All the rest were to be moved into other cities in the Government General, into Warsaw or Radom, Lublin, or Czestochowa. Jews could immigrate voluntarily to the city of their choice as long as they did it before August 15. Those still left in the city after that date would be trucked out with a small amount of luggage to whatever place suited the administration. From November 1, said Hans Frank, it would be possible for the Germans of Cracow to breathe “good German air,” to walk abroad without seeing the streets and lanes “crawling with Jews.”

Frank would not manage that year to reduce the Jewish population to quite so low a level; but when his plans were first announced, there was a rush among the Jews of Cracow, especially among the young, to acquire skilled qualifications. Men like Itzhak Stern, official and unofficial agents of the Judenrat, had already developed a list of sympathizers, Germans to whom they could appeal.

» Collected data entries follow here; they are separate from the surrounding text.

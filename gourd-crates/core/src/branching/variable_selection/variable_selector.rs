use crate::branching::SelectionContext;
use crate::engine::variables::VarId;

/// A trait containing the interface for [`VariableSelector`]s, specifying the appropriate hooks
/// into the solver and the methods required for selecting variables.
pub trait VariableSelector {
    /// Determines which variable to select next if there are any left to branch on.
    /// Should only return [`None`] when all variables which have been passed to the
    /// [`VariableSelector`] have been instantiated.
    fn select_variable(&mut self, context: &mut SelectionContext) -> Option<VarId>;

    /// Called every time a decision is undone.
    fn on_backtrack(&mut self) {}
}
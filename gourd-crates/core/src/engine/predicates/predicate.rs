use std::fmt::Debug;
use std::fmt::Display;
use std::fmt::Formatter;
use std::ops::Not;

use crate::engine::variables::VarId;

/// An atomic constraint over a single variable.
///
/// Predicates are the literals of search: decisions, the refutations posted when a decision is
/// undone, assumptions and the members of a [`crate::ConflictClause`] are all predicates.
///
/// The strict bounds exist so that negation does not depend on the kind of the variable. On an
/// integer variable `[x > v]` is the same as `[x >= floor(v) + 1]`; on a real variable a strict
/// bound is treated as its closure, `[x > v]` behaves as `[x >= v]`.
#[derive(Clone, Copy, PartialEq)]
pub enum Predicate {
    LowerBound { variable: VarId, lower_bound: f64 },
    StrictLowerBound { variable: VarId, lower_bound: f64 },
    UpperBound { variable: VarId, upper_bound: f64 },
    StrictUpperBound { variable: VarId, upper_bound: f64 },
    NotEqual { variable: VarId, not_equal_constant: f64 },
    Equal { variable: VarId, equality_constant: f64 },
}

impl Predicate {
    pub fn variable(&self) -> VarId {
        match *self {
            Predicate::LowerBound { variable, .. }
            | Predicate::StrictLowerBound { variable, .. }
            | Predicate::UpperBound { variable, .. }
            | Predicate::StrictUpperBound { variable, .. }
            | Predicate::NotEqual { variable, .. }
            | Predicate::Equal { variable, .. } => variable,
        }
    }

    /// The constant the variable is compared against.
    pub fn value(&self) -> f64 {
        match *self {
            Predicate::LowerBound { lower_bound, .. }
            | Predicate::StrictLowerBound { lower_bound, .. } => lower_bound,
            Predicate::UpperBound { upper_bound, .. }
            | Predicate::StrictUpperBound { upper_bound, .. } => upper_bound,
            Predicate::NotEqual {
                not_equal_constant, ..
            } => not_equal_constant,
            Predicate::Equal {
                equality_constant, ..
            } => equality_constant,
        }
    }

    pub fn is_equality_predicate(&self) -> bool {
        matches!(self, Predicate::Equal { .. })
    }
}

impl Not for Predicate {
    type Output = Predicate;

    fn not(self) -> Self::Output {
        match self {
            Predicate::LowerBound {
                variable,
                lower_bound,
            } => Predicate::StrictUpperBound {
                variable,
                upper_bound: lower_bound,
            },
            Predicate::StrictLowerBound {
                variable,
                lower_bound,
            } => Predicate::UpperBound {
                variable,
                upper_bound: lower_bound,
            },
            Predicate::UpperBound {
                variable,
                upper_bound,
            } => Predicate::StrictLowerBound {
                variable,
                lower_bound: upper_bound,
            },
            Predicate::StrictUpperBound {
                variable,
                upper_bound,
            } => Predicate::LowerBound {
                variable,
                lower_bound: upper_bound,
            },
            Predicate::NotEqual {
                variable,
                not_equal_constant,
            } => Predicate::Equal {
                variable,
                equality_constant: not_equal_constant,
            },
            Predicate::Equal {
                variable,
                equality_constant,
            } => Predicate::NotEqual {
                variable,
                not_equal_constant: equality_constant,
            },
        }
    }
}

impl Display for Predicate {
    fn fmt(&self, f: &mut Formatter<'_>) -> std::fmt::Result {
        let operator = match self {
            Predicate::LowerBound { .. } => ">=",
            Predicate::StrictLowerBound { .. } => ">",
            Predicate::UpperBound { .. } => "<=",
            Predicate::StrictUpperBound { .. } => "<",
            Predicate::NotEqual { .. } => "!=",
            Predicate::Equal { .. } => "==",
        };
        write!(f, "[{} {operator} {}]", self.variable(), self.value())
    }
}

impl Debug for Predicate {
    fn fmt(&self, f: &mut Formatter<'_>) -> std::fmt::Result {
        write!(f, "{self}")
    }
}

#[cfg(test)]
mod tests {
    use super::*;
    use crate::predicate;

    #[test]
    fn negating_twice_is_the_identity() {
        let x = VarId::new(0);

        for predicate in [
            predicate![x >= 2],
            predicate![x > 2],
            predicate![x <= 2],
            predicate![x < 2],
            predicate![x == 2],
            predicate![x != 2],
        ] {
            assert_eq!(!!predicate, predicate);
        }
    }

    #[test]
    fn negated_lower_bound_is_a_strict_upper_bound() {
        let x = VarId::new(3);

        assert_eq!(!predicate![x >= 5], predicate![x < 5]);
        assert_eq!((!predicate![x >= 5]).to_string(), "[x3 < 5]");
    }
}
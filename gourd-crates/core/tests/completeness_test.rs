#![cfg(test)] // workaround for https://github.com/rust-lang/rust-clippy/issues/11024

//! Compares the solutions the solver enumerates on small models with those found by trying every
//! assignment.

mod helpers;

use gourd_core::constraints;
use gourd_core::constraints::Constraint;
use gourd_core::options::OptimisationDirection;
use gourd_core::results::OptimisationResult;
use gourd_core::termination::Indefinite;
use gourd_core::variables::DomainSpec;
use gourd_core::variables::VarId;
use gourd_core::Solver;
use helpers::brute_force;
use helpers::enumerate;
use helpers::init_logging;
use helpers::integers;
use helpers::post;

/// Posts the constraint built from three variables in `0..=upper`, and checks that the solver
/// finds exactly the assignments accepted by `accepts`.
fn check_against_brute_force(
    upper: i32,
    build: impl Fn(&[VarId]) -> Constraint,
    accepts: impl Fn(&[i32]) -> bool,
) {
    init_logging();
    let mut solver = Solver::default();
    let variables = integers(&mut solver, 3, 0, upper);
    post(&mut solver, build(&variables));

    let mut found = enumerate(&mut solver, &variables);
    found.sort();

    let expected = brute_force(&[(0, upper); 3], accepts);
    assert_eq!(found, expected);
}

#[test]
fn sum() {
    check_against_brute_force(
        3,
        |v| constraints::equals(constraints::sum(v[0], v[1]), v[2]),
        |a| a[0] + a[1] == a[2],
    );
}

#[test]
fn scaled_difference() {
    check_against_brute_force(
        4,
        |v| {
            constraints::equals(
                constraints::difference(constraints::scaled(v[0], 2.0), v[1]),
                v[2],
            )
        },
        |a| 2 * a[0] - a[1] == a[2],
    );
}

#[test]
fn quotient() {
    init_logging();
    let mut solver = Solver::default();
    let dividend = solver
        .new_integer(DomainSpec::interval(0, 6))
        .expect("valid domain");
    let divisor = solver
        .new_integer(DomainSpec::interval(1, 3))
        .expect("valid domain");
    let result = solver
        .new_integer(DomainSpec::interval(0, 6))
        .expect("valid domain");
    post(
        &mut solver,
        constraints::equals(constraints::quotient(dividend, divisor), result),
    );

    let variables = [dividend, divisor, result];
    let mut found = enumerate(&mut solver, &variables);
    found.sort();

    let expected = brute_force(&[(0, 6), (1, 3), (0, 6)], |a| a[0] == a[1] * a[2]);
    assert_eq!(found, expected);
}

#[test]
fn implication() {
    check_against_brute_force(
        2,
        |v| constraints::less_than(v[0], v[1]).implies(constraints::equals(v[2], 2)),
        |a| a[0] >= a[1] || a[2] == 2,
    );
}

#[test]
fn equivalence() {
    check_against_brute_force(
        3,
        |v| constraints::greater_than_or_equals(v[0], 2).iff(constraints::not_equals(v[1], v[2])),
        |a| (a[0] >= 2) == (a[1] != a[2]),
    );
}

#[test]
fn disjunction() {
    check_against_brute_force(
        3,
        |v| {
            constraints::disjunction([
                constraints::equals(v[0], v[1]),
                constraints::greater_than(constraints::sum(v[1], v[2]), 4),
                constraints::less_than_or_equals(constraints::sum(v[0], v[2]), 0),
            ])
        },
        |a| a[0] == a[1] || a[1] + a[2] > 4 || a[0] + a[2] <= 0,
    );
}

#[test]
fn negated_conjunction() {
    check_against_brute_force(
        2,
        |v| !(constraints::equals(v[0], 1).and(constraints::not_equals(v[1], v[2]))),
        |a| !(a[0] == 1 && a[1] != a[2]),
    );
}

#[test]
fn all_different() {
    check_against_brute_force(
        3,
        constraints::all_different,
        |a| a[0] != a[1] && a[1] != a[2] && a[0] != a[2],
    );
}

#[test]
fn counting_reified_constraints() {
    init_logging();
    let mut solver = Solver::default();
    let variables = integers(&mut solver, 3, 0, 2);

    let conditions = [
        constraints::equals(variables[0], variables[1]),
        constraints::less_than(variables[1], variables[2]),
        constraints::not_equals(variables[2], 1),
    ];
    let truths = conditions
        .into_iter()
        .map(|condition| {
            solver
                .add_constraint(condition)
                .expect("well-formed constraint")
                .reify()
        })
        .collect::<Vec<_>>();
    post(
        &mut solver,
        constraints::equals(constraints::sum(truths[0], constraints::sum(truths[1], truths[2])), 2),
    );

    let mut found = enumerate(&mut solver, &variables);
    found.sort();

    let expected = brute_force(&[(0, 2); 3], |a| {
        let count = [a[0] == a[1], a[1] < a[2], a[2] != 1]
            .into_iter()
            .filter(|&holds| holds)
            .count();
        count == 2
    });
    assert_eq!(found, expected);
}

/// Optimises `3x + 2y` subject to `x + y <= 4` and `x - y <= 2`, and compares the optimum with
/// the best assignment found by trying all of them.
fn check_optimum(direction: OptimisationDirection) {
    init_logging();
    let mut solver = Solver::default();
    let variables = integers(&mut solver, 2, 0, 4);
    let objective = solver
        .new_integer(DomainSpec::interval(-50, 50))
        .expect("valid domain");
    post(
        &mut solver,
        constraints::less_than_or_equals(constraints::sum(variables[0], variables[1]), 4),
    );
    post(
        &mut solver,
        constraints::less_than_or_equals(constraints::difference(variables[0], variables[1]), 2),
    );
    post(
        &mut solver,
        constraints::equals(
            objective,
            constraints::sum(
                constraints::scaled(variables[0], 3.0),
                constraints::scaled(variables[1], 2.0),
            ),
        ),
    );

    let mut brancher = solver.default_brancher();
    let result = solver
        .optimise(objective, direction, &mut brancher, &mut Indefinite)
        .expect("the objective is a variable of this solver");
    let OptimisationResult::Optimal(solution) = result else {
        panic!("expected an optimal solution, got {result:?}");
    };

    let values = brute_force(&[(0, 4), (0, 4)], |a| a[0] + a[1] <= 4 && a[0] - a[1] <= 2)
        .into_iter()
        .map(|a| 3 * a[0] + 2 * a[1]);
    let expected = match direction {
        OptimisationDirection::Maximise => values.max(),
        OptimisationDirection::Minimise => values.min(),
    };

    assert_eq!(solution.integer_value(objective), expected);
    assert_eq!(solver.integer_value(objective).ok(), expected);
}

#[test]
fn maximum_matches_brute_force() {
    check_optimum(OptimisationDirection::Maximise);
}

#[test]
fn minimum_matches_brute_force() {
    check_optimum(OptimisationDirection::Minimise);
}
/// The previous state of a domain, recorded before it is changed.
#[derive(Clone, Copy, Debug)]
pub(crate) struct TrailEntry {
    variable: VarId,
    change: DomainChange,
}

/// Owns every variable and its current domain.
///
/// All changes go through the trail, so the store can be brought back to any earlier checkpoint.
/// Changed variables are collected until the propagation engine drains them.
#[derive(Clone, Debug, Default)]
pub(crate) struct VariableStore {
    trail: Trail<TrailEntry>,
    domains: KeyedVec<VarId, VariableDomain>,
    origins: KeyedVec<VarId, VariableOrigin>,
    initial_bounds: KeyedVec<VarId, Interval>,
    modified: Vec<VarId>,
}
use log::warn;

use crate::branching::variable_selection::VariableSelector;
use crate::branching::SelectionContext;
use crate::engine::variables::VarId;

/// A [`VariableSelector`] which selects the variable with the smallest domain, based on the number
/// of values left (or, for real variables, the number of `epsilon`-wide slices).
///
/// Ties are broken by the order of the provided list.
#[derive(Debug, Clone)]
pub struct FirstFail {
    variables: Vec<VarId>,
}

impl FirstFail {
    pub fn new(variables: &[VarId]) -> Self {
        if variables.is_empty() {
            warn!("The FirstFail variable selector was not provided with any variables");
        }
        FirstFail {
            variables: variables.to_vec(),
        }
    }
}

impl VariableSelector for FirstFail {
    fn select_variable(&mut self, context: &mut SelectionContext) -> Option<VarId> {
        let mut selected: Option<(VarId, u64)> = None;

        for &variable in &self.variables {
            if context.is_instantiated(variable) {
                continue;
            }
            let size = context.domain_size(variable);
            let is_smaller = match selected {
                Some((_, smallest)) => size < smallest,
                None => true,
            };
            if is_smaller {
                selected = Some((variable, size));
            }
        }

        selected.map(|(variable, _)| variable)
    }
}

#[cfg(test)]
mod tests {
    use super::*;
    use crate::basic_types::tests::TestRandom;
    use crate::predicate;

    #[test]
    fn smallest_domain_is_selected() {
        let store = SelectionContext::create_for_testing(&[(0, 10), (5, 7), (0, 2)]);
        let mut test_rng = TestRandom::default();
        let variables = store.variables().collect::<Vec<_>>();
        let mut strategy = FirstFail::new(&variables);

        let mut context = SelectionContext::new(&store, &mut test_rng);

        // both have three values left; the first one in the list wins
        assert_eq!(strategy.select_variable(&mut context), Some(variables[1]));
    }

    #[test]
    fn holes_count_towards_the_domain_size() {
        let mut store = SelectionContext::create_for_testing(&[(0, 3), (0, 4)]);
        let mut test_rng = TestRandom::default();
        let variables = store.variables().collect::<Vec<_>>();
        let _ = store
            .post(predicate![variables[1] != 2])
            .expect("non-empty domain");
        let _ = store
            .post(predicate![variables[1] != 3])
            .expect("non-empty domain");
        let mut strategy = FirstFail::new(&variables);

        let mut context = SelectionContext::new(&store, &mut test_rng);

        assert_eq!(strategy.select_variable(&mut context), Some(variables[1]));
    }
}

Schindler was on that list; so was Julius Madritsch, a Viennese who had recently managed to get himself released from the Wehrmacht and taken up the post of Treuhänder of a plant manufacturing military uniforms.

Madritsch could see the benefits of Armaments Inspectorate’s contracts and now intended to open a uniform factory of his own in the suburb of Podgórze. In the end he would make an even larger fortune than Schindler, but in the annus mirabilis of 1940 he was still on a salary. He was known to be humane—that was all. By November 1, 1940, Frank had managed to move 23,000 Jewish volunteers out of Cracow. Some of them went to the new ghettos in Warsaw and Łódź. The gaps at table, the grieving at railway stations can be imagined, but people took it meekly, thinking, We’ll do this, and that will be the brunt of what they ask. Oskar knew it was happening, but, like the Jews themselves, hoped it was a temporary excess.

That year would very likely be the most industrious of Oskar’s life—a year spent building the place up from a bankrupt manufactory to a company government agencies could take seriously. As the first snows fell, Schindler noticed and was irritated when, on any given day, 60 or more of his Jewish employees would be absentees. They would have been detained by SS squads on the way to work and employed in clearing snow. Herr Schindler visited his friend Toffel at SS headquarters in Pomorska Street to complain.

On one day, he told Toffel, he had 125 absentees.

Toffel confided in him. “You’ve got to understand that some of these fellows here don’t give a damn about production. To them it’s a matter of national priority that Jews be made to shovel snow. I don’t understand it myself… it’s got a ritual significance for them, Jews shoveling snow. And it’s not just you, it’s happening to everyone.” Oskar asked if all the others were complaining too. Yes, said Toffel. However, he said, an economic big shot from the SS Budget and Construction Office had come for lunch in Pomorska and said that to believe the Jewish skilled worker had a place in Reich economics was treasonable. “I think you’re going to have to put up with a lot of snow shoveling yet, Oskar.”

Oskar, for the moment, assumed the stance of the outraged patriot, or perhaps of the outraged profiteer. “If they want to win the war,” said Oskar, “they’d have to get rid of SS men like that.”

“Get rid of them?” asked Toffel. “For Christ’s sake, they’re the bastards who’re on top.”

As a result of such conversations, Oskar became an advocate of the principle that a factory owner should have unimpeded access to his own workers, that these workers should have access to the plant, that they should not be detained or tyrannized on their way to and from the factory. It was, in Oskar’s eyes, a moral axiom as much as an industrial one. In the end, he would apply it to its limit at Deutsche Email Fabrik.